_Task goal:_
Line by line, copy the records below exactly.

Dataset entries

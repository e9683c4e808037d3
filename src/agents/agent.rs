use std::collections::HashMap;

use async_trait::async_trait;

use crate::types::{AgentResult, ChatMessage, MessageRole};

pub const TERMINATION_KEYWORD: &str = "TERMINATE";

/// Per-peer message histories of one agent.
#[derive(Debug, Clone, Default)]
pub struct Conversations {
    by_peer: HashMap<String, Vec<ChatMessage>>,
}

impl Conversations {
    pub fn push(&mut self, peer: &str, message: ChatMessage) {
        self.by_peer.entry(peer.to_string()).or_default().push(message);
    }

    pub fn with(&self, peer: &str) -> &[ChatMessage] {
        self.by_peer.get(peer).map(Vec::as_slice).unwrap_or_default()
    }

    /// Last message exchanged with `peer`. Without a peer, only answers when
    /// there has been exactly one conversation.
    pub fn last(&self, peer: Option<&str>) -> Option<&ChatMessage> {
        match peer {
            Some(peer) => self.with(peer).last(),
            None if self.by_peer.len() == 1 => self.by_peer.values().next()?.last(),
            None => None,
        }
    }

    pub fn last_received(&self, peer: &str) -> Option<&ChatMessage> {
        self.with(peer).iter().rev().find(|m| m.role == MessageRole::User)
    }

    pub fn clear(&mut self) {
        self.by_peer.clear();
    }
}

#[async_trait]
pub trait ConversableAgent: Send + Sync {
    fn name(&self) -> &str;

    fn conversations(&self) -> &Conversations;

    fn conversations_mut(&mut self) -> &mut Conversations;

    /// Next message for `peer`, or `None` when this agent has nothing more to say.
    async fn generate_reply(&mut self, peer: &str) -> AgentResult<Option<ChatMessage>>;

    fn receive(&mut self, sender: &str, message: ChatMessage) {
        self.conversations_mut()
            .push(sender, message.with_role(MessageRole::User));
    }

    fn record_sent(&mut self, recipient: &str, message: ChatMessage) {
        self.conversations_mut()
            .push(recipient, message.with_role(MessageRole::Assistant));
    }

    fn chat_messages(&self, peer: &str) -> &[ChatMessage] {
        self.conversations().with(peer)
    }

    fn last_message(&self, peer: Option<&str>) -> Option<&ChatMessage> {
        self.conversations().last(peer)
    }

    fn is_termination_msg(&self, message: &ChatMessage) -> bool {
        message.text().trim() == TERMINATION_KEYWORD
    }

    /// True when `peer` answered this agent with a termination message. The
    /// message that opened the conversation never counts.
    fn peer_wants_to_stop(&self, peer: &str) -> bool {
        let history = self.conversations().with(peer);
        let answered = history.iter().any(|m| m.role == MessageRole::Assistant);
        answered
            && self
                .conversations()
                .last_received(peer)
                .map_or(false, |m| self.is_termination_msg(m))
    }

    fn reset(&mut self) {
        self.conversations_mut().clear();
    }
}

_Written answer:_
repository e9683c4e808037d3
filename src/agents/agent.rs
use std::collections::HashMap;

use async_trait::async_trait;

use crate::types::{AgentResult, ChatMessage, MessageRole};

pub const TERMINATION_KEYWORD: &str = "TERMINATE";

/// Per-peer message histories of one agent.
#[derive(Debug, Clone, Default)]
pub struct Conversations {
    by_peer: HashMap<String, Vec<ChatMessage>>,
}

impl Conversations {
    pub fn push(&mut self, peer: &str, message: ChatMessage) {
        self.by_peer.entry(peer.to_string()).or_default().push(message);
    }

    pub fn with(&self, peer: &str) -> &[ChatMessage] {
        self.by_peer.get(peer).map(Vec::as_slice).unwrap_or_default()
    }

    /// Last message exchanged with `peer`. Without a peer, only answers when
    /// there has been exactly one conversation.
    pub fn last(&self, peer: Option<&str>) -> Option<&ChatMessage> {
        match peer {
            Some(peer) => self.with(peer).last(),
            None if self.by_peer.len() == 1 => self.by_peer.values().next()?.last(),
            None => None,
        }
    }

    pub fn last_received(&self, peer: &str) -> Option<&ChatMessage> {
        self.with(peer).iter().rev().find(|m| m.role == MessageRole::User)
    }

    pub fn clear(&mut self) {
        self.by_peer.clear();
    }
}

#[async_trait]
pub trait ConversableAgent: Send + Sync {
    fn name(&self) -> &str;

    fn conversations(&self) -> &Conversations;

    fn conversations_mut(&mut self) -> &mut Conversations;

    /// Next message for `peer`, or `None` when this agent has nothing more to say.
    async fn generate_reply(&mut self, peer: &str) -> AgentResult<Option<ChatMessage>>;

    fn receive(&mut self, sender: &str, message: ChatMessage) {
        self.conversations_mut()
            .push(sender, message.with_role(MessageRole::User));
    }

    fn record_sent(&mut self, recipient: &str, message: ChatMessage) {
        self.conversations_mut()
            .push(recipient, message.with_role(MessageRole::Assistant));
    }

    fn chat_messages(&self, peer: &str) -> &[ChatMessage] {
        self.conversations().with(peer)
    }

    fn last_message(&self, peer: Option<&str>) -> Option<&ChatMessage> {
        self.conversations().last(peer)
    }

    fn is_termination_msg(&self, message: &ChatMessage) -> bool {
        message.text().trim() == TERMINATION_KEYWORD
    }

    /// True when `peer` answered this agent with a termination message. The
    /// message that opened the conversation never counts.
    fn peer_wants_to_stop(&self, peer: &str) -> bool {
        let history = self.conversations().with(peer);
        let answered = history.iter().any(|m| m.role == MessageRole::Assistant);
        answered
            && self
                .conversations()
                .last_received(peer)
                .map_or(false, |m| self.is_termination_msg(m))
    }

    fn reset(&mut self) {
        self.conversations_mut().clear();
    }
}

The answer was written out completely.